Currently, there are no reflectance limits in place for building facades. This is due in part to the number of variables involved. While the amount of light a building facade reflects depends mainly on the properties of the facade materials, it is also influenced by the geographic location of the project, its orientation, the climatology, etc. Glare also affects people differently, depending on the person’s age, eye pigmentation, eye sensitivity, pupil’s ability to rapidly adapt to light contrasts, and eyewear. What might cause discomfort for some might not bother others. To help building designers avoid potential reflectivity and exterior glare problems, Curtainwall Design & Consulting Inc. developed a proposed glare threshold based on the comparison of different levels of reflected light with common sources of light. The upper limit compares light reflected from buildings to direct sunlight, for example.

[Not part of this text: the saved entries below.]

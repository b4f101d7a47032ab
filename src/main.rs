use anyhow::{Context, Result};
use clap::{Parser, Subcommand};
use std::path::PathBuf;
use std::sync::Arc;
use tracing::info;
use tracing_appender::non_blocking::WorkerGuard;
use tracing_subscriber::EnvFilter;

use hfpipe::cache::{HubSource, ModelCacheLoader};
use hfpipe::config::Settings;
use hfpipe::dispatch::Dispatcher;
use hfpipe::pipelines::{BackendContext, CandleFactory};
use hfpipe::server::ApiServer;
use hfpipe::tasks::{TaskRegistry, SUPPORTED_TASKS};
use hfpipe::{client, discover};

#[derive(Parser)]
#[command(name = "hfpipe", version, about = "Run inference pipelines over HTTP")]
struct Cli {
    /// Directory holding default.toml and an optional local.toml
    #[arg(long, global = true)]
    config: Option<PathBuf>,

    #[command(subcommand)]
    command: Command,
}

#[derive(Subcommand)]
enum Command {
    /// Start the HTTP server
    Serve,
    /// List the tasks of a running server
    Tasks,
    /// Run a task on a running server
    Run {
        /// Task name, e.g. text-classification
        #[arg(long)]
        task: String,
        /// Inputs as a JSON object
        #[arg(long)]
        inputs: String,
    },
    /// Re-derive the parameter override table
    Discover {
        /// Only check argument binding; nothing is downloaded or run
        #[arg(long)]
        bind_only: bool,
    },
}

/// Sets up tracing from the logging settings.
///
/// `RUST_LOG` wins over the configured level. With `logging.file` set, logs go
/// to a daily rolling file in that directory; the returned guard must be kept
/// alive for the writer to flush.
fn init_logging(settings: &Settings) -> Option<WorkerGuard> {
    let filter = EnvFilter::try_from_default_env().unwrap_or_else(|_| EnvFilter::new(&settings.logging.level));

    match &settings.logging.file {
        Some(dir) => {
            let file_appender = tracing_appender::rolling::daily(dir, "hfpipe");
            let (non_blocking, guard) = tracing_appender::non_blocking(file_appender);
            tracing_subscriber::fmt()
                .with_writer(non_blocking)
                .with_ansi(false)
                .with_line_number(true)
                .with_file(true)
                .with_thread_ids(true)
                .with_target(false)
                .with_env_filter(filter)
                .init();
            Some(guard)
        }
        None => {
            tracing_subscriber::fmt()
                .with_writer(std::io::stderr)
                .with_target(false)
                .with_env_filter(filter)
                .init();
            None
        }
    }
}

/// Builds the registry, cache loader and candle backend from the settings.
fn build_dispatcher(settings: &Settings) -> Result<Dispatcher> {
    let registry = Arc::new(TaskRegistry::builtin());
    let source = HubSource::new(settings).context("Failed to set up the model hub client")?;
    let cache_dir = std::fs::canonicalize(&settings.cache.directory)?;
    info!("Model cache directory: {}", cache_dir.display());

    let loader = ModelCacheLoader::new(cache_dir, Arc::new(source));
    let factory = CandleFactory::new(BackendContext::from_config(&settings.inference));
    Ok(Dispatcher::new(registry, loader, Arc::new(factory)))
}

#[tokio::main]
async fn main() -> Result<()> {
    let cli = Cli::parse();

    let settings = match &cli.config {
        Some(dir) => Settings::load(dir),
        None => Settings::new(),
    }
    .context("Failed to load configuration")?;

    let _guard = init_logging(&settings);
    info!("hfpipe starting up...");

    match cli.command {
        Command::Serve => {
            let dispatcher = build_dispatcher(&settings)?;
            let server = ApiServer::new(dispatcher, settings.server.host.clone(), settings.server.port);
            server.start().await.map_err(|e| anyhow::anyhow!("Server error: {}", e))?;
        }
        Command::Tasks => client::print_tasks(&settings.server_url()).await?,
        Command::Run { task, inputs } => client::print_run(&settings.server_url(), &task, &inputs).await?,
        Command::Discover { bind_only } => {
            let dispatcher = build_dispatcher(&settings)?;
            let report = tokio::task::spawn_blocking(move || {
                discover::discover(&dispatcher, SUPPORTED_TASKS, bind_only)
            })
            .await?;
            discover::print_report(&report);
        }
    }

    Ok(())
}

To calculate a building design’s potential solar reflectivity, CDC also developed computer modeling software using Computational Fluid Dynamics that shows not only the location of the reflected light, but also its intensity. Using this technology, building designers can determine whether or not the reflected glare will pose a problem. Solar reflectivity studies using CFD generate data that compiles the accumulation of reflected rays at individual locations in the surrounding environment. The algorithm provides glare data at a particular time of day; this means that the results are accurate for one particular month, on one particular day, at a given time of day. Therefore, several iterations are required in order to create representative data for the whole calendar year.
The study also takes the surrounding environment into consideration. Adjacent buildings might shade the project at various times of the day, on certain days, while roadways or neighboring facades might be sensitive to reflections bounced from the project’s reflective surfaces. The amount of heat that reflected rays produce depends on the number of reflected rays coinciding on a particular area at a given time. As a secondary step, the study can provide the temperature increase generated by the reflected rays as well. This could help avoid problems like those experienced at the Vdara Hotel, for example.
Performing a solar reflectivity study allows architects to easily rotate the building design within the modeling software to determine which orientation will best mitigate reflectivity. The CFD’s ability to then determine the potential intensity level of the reflected rays can also help prevent hazardous glare.